**TASK PROMPT**
Retype, word for word, every line from the one holding "a continuation line" through the one holding "excluding the CRLF." in the entries below, both included, and only those lines.

(Records drawn from a dataset)
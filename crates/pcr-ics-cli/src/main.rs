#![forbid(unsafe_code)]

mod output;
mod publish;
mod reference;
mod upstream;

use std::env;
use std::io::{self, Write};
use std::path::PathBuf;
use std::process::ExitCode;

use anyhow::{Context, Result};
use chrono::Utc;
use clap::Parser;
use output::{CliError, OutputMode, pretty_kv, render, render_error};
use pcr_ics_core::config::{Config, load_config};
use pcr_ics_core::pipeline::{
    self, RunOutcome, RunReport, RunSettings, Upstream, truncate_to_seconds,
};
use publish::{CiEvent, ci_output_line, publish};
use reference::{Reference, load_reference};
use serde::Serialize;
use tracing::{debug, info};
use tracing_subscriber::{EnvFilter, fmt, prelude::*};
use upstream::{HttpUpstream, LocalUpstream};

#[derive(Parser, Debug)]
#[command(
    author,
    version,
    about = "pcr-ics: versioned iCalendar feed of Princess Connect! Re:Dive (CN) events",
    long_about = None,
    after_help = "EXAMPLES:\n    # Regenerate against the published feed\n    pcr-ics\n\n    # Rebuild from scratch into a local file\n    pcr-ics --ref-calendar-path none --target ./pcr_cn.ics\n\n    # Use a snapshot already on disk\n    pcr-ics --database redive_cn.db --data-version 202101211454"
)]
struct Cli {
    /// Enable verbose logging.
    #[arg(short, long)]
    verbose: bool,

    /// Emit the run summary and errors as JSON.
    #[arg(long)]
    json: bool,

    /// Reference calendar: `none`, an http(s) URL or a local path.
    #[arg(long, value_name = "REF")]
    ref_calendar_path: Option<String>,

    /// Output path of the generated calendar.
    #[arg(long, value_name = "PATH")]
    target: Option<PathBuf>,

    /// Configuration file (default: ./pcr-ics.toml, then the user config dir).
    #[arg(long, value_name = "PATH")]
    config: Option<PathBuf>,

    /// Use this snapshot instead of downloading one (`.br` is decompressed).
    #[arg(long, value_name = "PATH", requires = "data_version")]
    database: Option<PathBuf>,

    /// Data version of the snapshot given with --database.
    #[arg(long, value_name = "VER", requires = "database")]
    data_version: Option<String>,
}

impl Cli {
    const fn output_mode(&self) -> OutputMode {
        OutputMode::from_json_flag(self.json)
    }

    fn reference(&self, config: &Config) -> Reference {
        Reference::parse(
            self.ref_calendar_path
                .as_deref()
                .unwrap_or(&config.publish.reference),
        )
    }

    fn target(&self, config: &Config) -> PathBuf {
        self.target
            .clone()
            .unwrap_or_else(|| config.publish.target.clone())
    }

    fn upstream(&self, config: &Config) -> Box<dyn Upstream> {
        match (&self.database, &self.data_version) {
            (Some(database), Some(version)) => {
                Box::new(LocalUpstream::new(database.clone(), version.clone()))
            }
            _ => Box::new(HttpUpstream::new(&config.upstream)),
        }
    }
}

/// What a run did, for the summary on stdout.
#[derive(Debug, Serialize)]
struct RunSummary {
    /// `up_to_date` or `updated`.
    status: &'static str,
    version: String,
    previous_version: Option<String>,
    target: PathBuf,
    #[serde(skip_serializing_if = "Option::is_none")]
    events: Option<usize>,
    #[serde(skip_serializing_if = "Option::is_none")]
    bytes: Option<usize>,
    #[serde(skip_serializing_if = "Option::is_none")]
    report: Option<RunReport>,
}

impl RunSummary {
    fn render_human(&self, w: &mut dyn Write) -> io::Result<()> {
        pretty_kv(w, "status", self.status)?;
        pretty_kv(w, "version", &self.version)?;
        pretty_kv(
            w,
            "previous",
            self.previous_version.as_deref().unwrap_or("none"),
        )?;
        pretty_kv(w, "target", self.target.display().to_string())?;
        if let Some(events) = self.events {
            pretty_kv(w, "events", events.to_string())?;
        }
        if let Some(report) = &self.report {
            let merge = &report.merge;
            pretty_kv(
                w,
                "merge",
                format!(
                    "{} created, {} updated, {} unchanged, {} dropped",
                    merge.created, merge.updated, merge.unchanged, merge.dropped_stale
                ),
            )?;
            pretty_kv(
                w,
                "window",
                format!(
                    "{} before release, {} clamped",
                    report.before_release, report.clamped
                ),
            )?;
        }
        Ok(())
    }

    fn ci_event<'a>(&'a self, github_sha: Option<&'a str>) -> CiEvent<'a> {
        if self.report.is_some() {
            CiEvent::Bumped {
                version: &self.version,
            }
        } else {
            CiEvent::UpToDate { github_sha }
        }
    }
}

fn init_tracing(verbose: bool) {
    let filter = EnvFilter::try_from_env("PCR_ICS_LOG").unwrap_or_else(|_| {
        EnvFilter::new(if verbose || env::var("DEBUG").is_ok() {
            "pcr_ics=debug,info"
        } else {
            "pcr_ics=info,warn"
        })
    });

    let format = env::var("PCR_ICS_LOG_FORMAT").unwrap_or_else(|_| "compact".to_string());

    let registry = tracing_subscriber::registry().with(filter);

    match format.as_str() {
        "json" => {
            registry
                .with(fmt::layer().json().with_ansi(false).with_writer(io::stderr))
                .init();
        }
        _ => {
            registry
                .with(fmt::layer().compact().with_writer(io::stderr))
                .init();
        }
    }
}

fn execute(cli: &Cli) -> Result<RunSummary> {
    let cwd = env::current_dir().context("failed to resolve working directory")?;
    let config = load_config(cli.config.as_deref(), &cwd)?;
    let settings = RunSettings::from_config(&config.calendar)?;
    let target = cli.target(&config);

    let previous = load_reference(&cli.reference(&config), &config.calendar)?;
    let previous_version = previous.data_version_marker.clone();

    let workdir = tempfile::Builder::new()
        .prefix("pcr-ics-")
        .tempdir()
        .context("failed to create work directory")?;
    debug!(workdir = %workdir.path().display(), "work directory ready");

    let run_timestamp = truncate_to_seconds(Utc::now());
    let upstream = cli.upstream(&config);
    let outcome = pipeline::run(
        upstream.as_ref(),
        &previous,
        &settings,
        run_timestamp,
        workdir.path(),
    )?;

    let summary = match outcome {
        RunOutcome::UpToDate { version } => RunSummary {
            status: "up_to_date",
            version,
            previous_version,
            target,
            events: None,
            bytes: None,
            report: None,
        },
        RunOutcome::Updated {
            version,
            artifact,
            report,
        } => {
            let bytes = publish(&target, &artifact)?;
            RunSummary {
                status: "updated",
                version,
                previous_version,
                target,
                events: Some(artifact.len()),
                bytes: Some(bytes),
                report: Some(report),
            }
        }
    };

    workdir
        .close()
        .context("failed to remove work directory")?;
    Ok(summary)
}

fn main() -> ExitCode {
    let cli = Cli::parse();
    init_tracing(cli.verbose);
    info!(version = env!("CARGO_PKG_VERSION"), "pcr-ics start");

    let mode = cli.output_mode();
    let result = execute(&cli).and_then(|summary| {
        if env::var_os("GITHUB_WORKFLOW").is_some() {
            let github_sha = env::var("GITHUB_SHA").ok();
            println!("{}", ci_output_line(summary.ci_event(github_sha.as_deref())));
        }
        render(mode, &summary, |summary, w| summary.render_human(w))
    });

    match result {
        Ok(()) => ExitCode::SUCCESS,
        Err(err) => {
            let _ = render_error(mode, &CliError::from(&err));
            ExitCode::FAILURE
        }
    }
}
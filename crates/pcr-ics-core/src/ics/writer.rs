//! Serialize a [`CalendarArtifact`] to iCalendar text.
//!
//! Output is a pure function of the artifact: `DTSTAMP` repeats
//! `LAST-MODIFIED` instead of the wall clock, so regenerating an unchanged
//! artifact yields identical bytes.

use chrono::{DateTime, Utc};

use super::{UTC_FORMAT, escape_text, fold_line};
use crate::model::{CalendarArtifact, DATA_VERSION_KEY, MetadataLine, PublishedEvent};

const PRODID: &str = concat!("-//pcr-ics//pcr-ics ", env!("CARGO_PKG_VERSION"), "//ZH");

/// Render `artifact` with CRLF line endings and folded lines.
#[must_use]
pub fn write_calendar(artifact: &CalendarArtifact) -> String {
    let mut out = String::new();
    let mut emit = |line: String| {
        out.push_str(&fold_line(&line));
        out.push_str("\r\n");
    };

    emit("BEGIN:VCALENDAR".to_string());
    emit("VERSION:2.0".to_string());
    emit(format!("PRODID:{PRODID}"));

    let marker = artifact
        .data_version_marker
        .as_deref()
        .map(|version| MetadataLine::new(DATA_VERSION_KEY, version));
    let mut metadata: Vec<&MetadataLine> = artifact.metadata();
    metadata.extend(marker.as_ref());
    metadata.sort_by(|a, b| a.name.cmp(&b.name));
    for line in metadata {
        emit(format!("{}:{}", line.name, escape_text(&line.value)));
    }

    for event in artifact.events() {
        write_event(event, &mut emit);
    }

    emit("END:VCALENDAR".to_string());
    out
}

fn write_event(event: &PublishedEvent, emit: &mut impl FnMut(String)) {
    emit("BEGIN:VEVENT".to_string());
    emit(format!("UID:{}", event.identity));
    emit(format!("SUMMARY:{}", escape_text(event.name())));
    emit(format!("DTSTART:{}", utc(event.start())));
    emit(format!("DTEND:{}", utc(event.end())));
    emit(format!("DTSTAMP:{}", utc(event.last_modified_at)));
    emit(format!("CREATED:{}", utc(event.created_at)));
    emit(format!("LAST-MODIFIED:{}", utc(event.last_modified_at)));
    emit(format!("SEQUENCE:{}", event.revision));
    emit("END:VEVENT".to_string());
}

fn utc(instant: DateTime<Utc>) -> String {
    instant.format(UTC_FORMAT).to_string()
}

==

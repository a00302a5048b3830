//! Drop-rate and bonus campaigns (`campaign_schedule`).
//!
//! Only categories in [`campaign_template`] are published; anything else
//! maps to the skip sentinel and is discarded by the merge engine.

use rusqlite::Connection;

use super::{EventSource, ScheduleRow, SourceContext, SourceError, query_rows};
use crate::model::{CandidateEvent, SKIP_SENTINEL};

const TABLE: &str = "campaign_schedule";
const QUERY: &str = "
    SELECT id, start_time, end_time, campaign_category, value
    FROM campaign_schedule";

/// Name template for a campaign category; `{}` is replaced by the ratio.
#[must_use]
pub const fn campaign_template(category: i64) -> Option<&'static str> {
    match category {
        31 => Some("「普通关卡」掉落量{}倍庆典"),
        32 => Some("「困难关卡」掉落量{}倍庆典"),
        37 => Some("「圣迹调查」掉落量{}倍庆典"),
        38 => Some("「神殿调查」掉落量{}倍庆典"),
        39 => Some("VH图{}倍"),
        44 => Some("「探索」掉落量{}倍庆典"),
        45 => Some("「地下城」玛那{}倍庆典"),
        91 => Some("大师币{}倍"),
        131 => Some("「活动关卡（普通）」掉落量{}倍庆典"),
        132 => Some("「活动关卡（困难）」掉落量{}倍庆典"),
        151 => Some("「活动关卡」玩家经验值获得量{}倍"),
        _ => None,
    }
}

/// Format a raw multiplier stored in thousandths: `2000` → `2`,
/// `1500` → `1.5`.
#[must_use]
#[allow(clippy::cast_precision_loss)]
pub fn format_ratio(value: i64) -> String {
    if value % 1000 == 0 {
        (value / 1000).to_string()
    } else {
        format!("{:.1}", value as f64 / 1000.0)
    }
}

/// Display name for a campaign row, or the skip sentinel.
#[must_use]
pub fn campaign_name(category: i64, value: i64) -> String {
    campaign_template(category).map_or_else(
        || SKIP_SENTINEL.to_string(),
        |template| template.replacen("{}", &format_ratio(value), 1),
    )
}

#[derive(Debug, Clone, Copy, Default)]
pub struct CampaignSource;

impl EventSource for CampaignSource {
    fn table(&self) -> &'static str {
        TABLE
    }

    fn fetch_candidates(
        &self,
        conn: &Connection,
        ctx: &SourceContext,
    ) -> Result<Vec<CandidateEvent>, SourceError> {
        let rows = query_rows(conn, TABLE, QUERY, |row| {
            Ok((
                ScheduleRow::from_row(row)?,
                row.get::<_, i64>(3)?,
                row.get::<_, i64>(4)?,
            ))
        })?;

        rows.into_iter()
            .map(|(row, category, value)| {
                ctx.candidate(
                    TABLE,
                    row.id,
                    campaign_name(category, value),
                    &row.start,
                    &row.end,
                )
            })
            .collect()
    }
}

==

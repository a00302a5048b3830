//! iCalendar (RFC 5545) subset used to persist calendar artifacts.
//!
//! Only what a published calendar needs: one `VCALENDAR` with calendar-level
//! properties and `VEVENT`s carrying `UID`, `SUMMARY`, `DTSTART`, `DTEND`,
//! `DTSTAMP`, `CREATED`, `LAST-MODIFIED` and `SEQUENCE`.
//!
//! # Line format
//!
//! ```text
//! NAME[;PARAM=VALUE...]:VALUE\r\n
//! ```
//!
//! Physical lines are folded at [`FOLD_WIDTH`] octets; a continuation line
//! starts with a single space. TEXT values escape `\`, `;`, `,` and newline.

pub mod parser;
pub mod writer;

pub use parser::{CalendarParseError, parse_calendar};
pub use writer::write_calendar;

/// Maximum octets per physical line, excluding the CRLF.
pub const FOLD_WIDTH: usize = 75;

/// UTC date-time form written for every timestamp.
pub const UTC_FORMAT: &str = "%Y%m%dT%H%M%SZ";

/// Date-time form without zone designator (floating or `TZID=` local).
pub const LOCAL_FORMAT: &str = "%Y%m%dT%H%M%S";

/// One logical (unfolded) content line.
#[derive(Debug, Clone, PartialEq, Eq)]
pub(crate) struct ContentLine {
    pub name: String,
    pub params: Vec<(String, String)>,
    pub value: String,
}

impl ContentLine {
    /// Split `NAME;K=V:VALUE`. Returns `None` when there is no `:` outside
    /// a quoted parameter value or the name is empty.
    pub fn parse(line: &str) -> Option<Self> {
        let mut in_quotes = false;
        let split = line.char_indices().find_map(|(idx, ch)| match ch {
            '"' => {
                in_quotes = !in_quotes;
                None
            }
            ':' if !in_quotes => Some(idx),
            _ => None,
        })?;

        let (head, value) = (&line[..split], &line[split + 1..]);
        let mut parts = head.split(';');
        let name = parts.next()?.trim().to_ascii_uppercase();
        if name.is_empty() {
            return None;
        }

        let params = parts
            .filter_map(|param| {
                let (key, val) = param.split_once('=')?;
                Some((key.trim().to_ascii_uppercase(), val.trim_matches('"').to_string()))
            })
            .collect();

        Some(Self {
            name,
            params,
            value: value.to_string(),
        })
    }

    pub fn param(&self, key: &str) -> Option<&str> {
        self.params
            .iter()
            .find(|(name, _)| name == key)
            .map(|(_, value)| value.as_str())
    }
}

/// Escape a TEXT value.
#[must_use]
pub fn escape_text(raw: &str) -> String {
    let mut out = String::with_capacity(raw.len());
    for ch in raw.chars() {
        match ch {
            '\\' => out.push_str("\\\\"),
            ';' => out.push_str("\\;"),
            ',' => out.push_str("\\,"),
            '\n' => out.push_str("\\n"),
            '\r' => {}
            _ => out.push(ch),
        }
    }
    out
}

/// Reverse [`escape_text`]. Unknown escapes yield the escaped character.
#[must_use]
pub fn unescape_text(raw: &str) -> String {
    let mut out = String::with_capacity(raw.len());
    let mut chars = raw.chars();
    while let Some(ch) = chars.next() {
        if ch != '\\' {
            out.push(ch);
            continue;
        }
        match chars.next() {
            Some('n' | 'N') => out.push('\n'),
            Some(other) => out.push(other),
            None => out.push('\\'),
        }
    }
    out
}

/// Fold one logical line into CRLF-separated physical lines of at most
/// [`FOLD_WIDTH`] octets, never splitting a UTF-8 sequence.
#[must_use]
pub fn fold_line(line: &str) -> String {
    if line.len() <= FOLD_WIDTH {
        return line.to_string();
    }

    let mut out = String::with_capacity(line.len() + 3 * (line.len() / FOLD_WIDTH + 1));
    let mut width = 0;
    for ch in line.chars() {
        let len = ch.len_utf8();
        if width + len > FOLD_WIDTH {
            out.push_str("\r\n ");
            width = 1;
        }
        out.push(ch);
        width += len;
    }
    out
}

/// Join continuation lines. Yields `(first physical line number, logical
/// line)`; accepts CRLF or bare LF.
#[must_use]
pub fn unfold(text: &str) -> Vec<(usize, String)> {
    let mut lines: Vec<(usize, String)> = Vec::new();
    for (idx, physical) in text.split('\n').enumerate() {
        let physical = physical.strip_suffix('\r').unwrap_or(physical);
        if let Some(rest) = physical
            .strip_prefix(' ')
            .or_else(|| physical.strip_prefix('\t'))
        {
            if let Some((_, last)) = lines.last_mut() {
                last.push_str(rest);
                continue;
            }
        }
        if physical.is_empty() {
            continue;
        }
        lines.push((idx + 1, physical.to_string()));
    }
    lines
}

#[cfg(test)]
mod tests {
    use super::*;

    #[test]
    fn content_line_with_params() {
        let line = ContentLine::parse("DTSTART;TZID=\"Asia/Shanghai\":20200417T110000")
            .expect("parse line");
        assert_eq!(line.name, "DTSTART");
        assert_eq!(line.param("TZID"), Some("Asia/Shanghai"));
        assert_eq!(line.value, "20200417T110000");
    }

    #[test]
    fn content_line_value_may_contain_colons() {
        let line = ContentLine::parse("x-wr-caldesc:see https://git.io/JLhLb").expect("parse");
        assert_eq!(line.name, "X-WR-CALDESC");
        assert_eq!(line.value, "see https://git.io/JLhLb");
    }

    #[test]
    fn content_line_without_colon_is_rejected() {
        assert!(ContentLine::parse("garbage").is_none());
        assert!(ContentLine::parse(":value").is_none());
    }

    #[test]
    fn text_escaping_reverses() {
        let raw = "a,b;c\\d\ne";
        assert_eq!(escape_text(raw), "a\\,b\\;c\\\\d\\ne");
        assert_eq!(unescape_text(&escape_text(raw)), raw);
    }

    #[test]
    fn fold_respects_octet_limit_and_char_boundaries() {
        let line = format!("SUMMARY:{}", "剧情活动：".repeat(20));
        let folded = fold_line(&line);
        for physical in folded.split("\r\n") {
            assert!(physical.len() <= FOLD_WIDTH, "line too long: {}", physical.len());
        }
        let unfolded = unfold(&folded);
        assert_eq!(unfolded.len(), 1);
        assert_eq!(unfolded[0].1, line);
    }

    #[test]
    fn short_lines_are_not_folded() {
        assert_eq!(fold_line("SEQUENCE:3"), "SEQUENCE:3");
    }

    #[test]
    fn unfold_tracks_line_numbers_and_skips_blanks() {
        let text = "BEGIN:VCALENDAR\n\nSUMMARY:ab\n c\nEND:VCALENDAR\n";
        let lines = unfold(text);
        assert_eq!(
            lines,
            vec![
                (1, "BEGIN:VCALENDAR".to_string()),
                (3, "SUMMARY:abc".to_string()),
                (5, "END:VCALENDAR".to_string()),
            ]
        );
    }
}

**EXPECTED OUTPUT**
//! Physical lines are folded at [`FOLD_WIDTH`] octets; a continuation line
//! starts with a single space. TEXT values escape `\`, `;`, `,` and newline.

pub mod parser;
pub mod writer;

pub use parser::{CalendarParseError, parse_calendar};
pub use writer::write_calendar;

/// Maximum octets per physical line, excluding the CRLF.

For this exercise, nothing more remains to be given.